• [YOUR GOAL]:
What you need to do is retype every entry exactly as written.

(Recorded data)
--------------------------------------------------

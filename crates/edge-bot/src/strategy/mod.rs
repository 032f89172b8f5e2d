//! Strategy evaluation and signal recording.

pub mod evaluate;
pub mod recorder;

pub use evaluate::{evaluate, EvalError, EventSnapshot, ResultRecord, StrategyEvaluation};
pub use recorder::{CsvRecorder, MemoryRecorder, RecordSink, RecorderError};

--------------------------------------------------

• [EXERCISE RESPONSE]:
filename crates/edge-bot/src/strategy/mod.rs
repository 032f89172b8f5e2d
//! Strategy evaluation and signal recording.

pub mod evaluate;
pub mod recorder;

pub use evaluate::{evaluate, EvalError, EventSnapshot, ResultRecord, StrategyEvaluation};
pub use recorder::{CsvRecorder, MemoryRecorder, RecordSink, RecorderError};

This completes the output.